Emily at work recommended Lucy Cooke's Bitch: A Revolutionary Guide to Sex, Evolution and the Female Animal, which certainly is interesting. It demonstrates how androcentric assumptions have obfuscated the truth about female animals for centuries. It's full of fascinating stories and is written in a very engaging style. And it's iconoclastic. I mean, check out this rereading of the uber-cute meerkat.
Meerkat culture is tense and homicidal. A study investigating lethal violence in more than one thousand different mammals unmasked the meerkat as the most murderous mammal on the planet – beating even humans to the brutal top spot. Every meerkat born has a one in five probability of being killed by another meerkat, most likely a female and quite possibly their own mother.
I take issue with one thing and am slightly disturbed by another.
What I take issue with is that zoologists often write that animals are acting as though motivated by the need to reproduce. I do not think the animal is thinking about the next generation when they, say, make friends with another female. They are not thinking, "If I buddy up with her, then she will look after my babies when I need to grab a sarnie." That may be a distal cause, but the proximate cause will be emotional - that they like this other female. When I flirted with that young radio reporter back in 1993, I wasn't considering parenthood. Cooke writes as though the animals are machines to carry genes. OK, maybe we all are, but when we act, we act out of immediate emotional sensations of attraction and aversion, which we experience to a greater or lesser extent and in greater or lesser complexity. Plus, there may be various "motivations" all working together: to be safe, to experience companionship, etc. Behaviour in the moment is far more complex than the mathematics of evolutionary benefits over the course of a lifetime suggests.

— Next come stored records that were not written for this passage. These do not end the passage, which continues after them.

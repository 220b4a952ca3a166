//! Account addresses
//!
//! Callers are identified by a 20-byte address written as `0x` followed by
//! 40 hex digits. The zero address stands for an anonymous caller and never
//! holds a role.

use errors::FeedError;
use serde::{Deserialize, Deserializer, Serialize, Serializer};
use std::fmt;
use std::str::FromStr;

/// 20-byte account identifier
#[derive(Clone, Copy, Default, PartialEq, Eq, Hash, PartialOrd, Ord)]
pub struct Address([u8; Address::LEN]);

impl Address {
    /// Byte width of an address
    pub const LEN: usize = 20;

    /// The anonymous caller
    pub const ZERO: Address = Address([0u8; Address::LEN]);

    pub const fn new(bytes: [u8; Address::LEN]) -> Self {
        Self(bytes)
    }

    pub fn as_bytes(&self) -> &[u8; Address::LEN] {
        &self.0
    }

    pub fn is_zero(&self) -> bool {
        self.0 == [0u8; Address::LEN]
    }
}

impl FromStr for Address {
    type Err = FeedError;

    fn from_str(s: &str) -> Result<Self, Self::Err> {
        let trimmed = s.trim();
        let digits = trimmed
            .strip_prefix("0x")
            .or_else(|| trimmed.strip_prefix("0X"))
            .unwrap_or(trimmed);

        let mut bytes = [0u8; Address::LEN];
        hex::decode_to_slice(digits, &mut bytes).map_err(|_| {
            FeedError::InvalidAddress(format!(
                "'{}' is not a 0x-prefixed 40 digit hex address",
                s
            ))
        })?;
        Ok(Address(bytes))
    }
}

impl fmt::Display for Address {
    fn fmt(&self, f: &mut fmt::Formatter<'_>) -> fmt::Result {
        write!(f, "0x{}", hex::encode(self.0))
    }
}

impl fmt::Debug for Address {
    fn fmt(&self, f: &mut fmt::Formatter<'_>) -> fmt::Result {
        write!(f, "Address({})", self)
    }
}

impl Serialize for Address {
    fn serialize<S: Serializer>(&self, serializer: S) -> Result<S::Ok, S::Error> {
        serializer.collect_str(self)
    }
}

impl<'de> Deserialize<'de> for Address {
    fn deserialize<D: Deserializer<'de>>(deserializer: D) -> Result<Self, D::Error> {
        let raw = String::deserialize(deserializer)?;
        raw.parse().map_err(serde::de::Error::custom)
    }
}

#[cfg(test)]
#[allow(clippy::disallowed_methods)] // Test code - unwrap is acceptable
mod tests {
    use super::*;

    #[test]
    fn test_parse_and_display() {
        let addr: Address = "0x00000000000000000000000000000000000000aB".parse().unwrap();
        assert_eq!(
            addr.to_string(),
            "0x00000000000000000000000000000000000000ab"
        );
        assert_eq!(addr.as_bytes()[19], 0xab);
    }

    #[test]
    fn test_parse_without_prefix() {
        let addr: Address = "1111111111111111111111111111111111111111".parse().unwrap();
        assert_eq!(addr, Address::new([0x11; 20]));
    }

    #[test]
    fn test_reject_malformed() {
        assert!("0x1234".parse::<Address>().is_err());
        assert!("not-an-address".parse::<Address>().is_err());
        assert!("0xzz11111111111111111111111111111111111111"
            .parse::<Address>()
            .is_err());
        // odd digit count and one byte too many
        assert!("0x111111111111111111111111111111111111111"
            .parse::<Address>()
            .is_err());
        assert!("0x111111111111111111111111111111111111111111"
            .parse::<Address>()
            .is_err());
    }

    #[test]
    fn test_parse_upper_case_digits() {
        let addr: Address = "0XABCDEFABCDEFABCDEFABCDEFABCDEFABCDEFABCD".parse().unwrap();
        assert_eq!(addr.as_bytes()[0], 0xab);
        assert_eq!(
            addr.to_string(),
            "0xabcdefabcdefabcdefabcdefabcdefabcdefabcd"
        );
    }

    #[test]
    fn test_zero() {
        assert!(Address::ZERO.is_zero());
        assert!(Address::default().is_zero());
        assert!(!Address::new([1; 20]).is_zero());
    }

    #[test]
    fn test_serde_as_string() {
        let addr = Address::new([0x22; 20]);
        let json = serde_json::to_string(&addr).unwrap();
        assert_eq!(json, "\"0x2222222222222222222222222222222222222222\"");
        let back: Address = serde_json::from_str(&json).unwrap();
        assert_eq!(back, addr);
    }
}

Secondly, the book exposes a lot of violence, stress and pain. It tends to back up that idea that life for wild animals is net-negative. And I don't agree. I can't back this up with stats. But just note that probably 90% of the time, not much is happening OR an animal is engaged in feeding, grooming, sleeping etc. Only a small amount of the time is their conflict and only a small amount of that is serious conflict or danger. It's just we focus on the threat, the danger, the hostility.
A more interesting question, perhaps, is WHY?
The dunnocks - they were assumed to be models of monogamy, but dunnock sexual relations are seriously X-rated!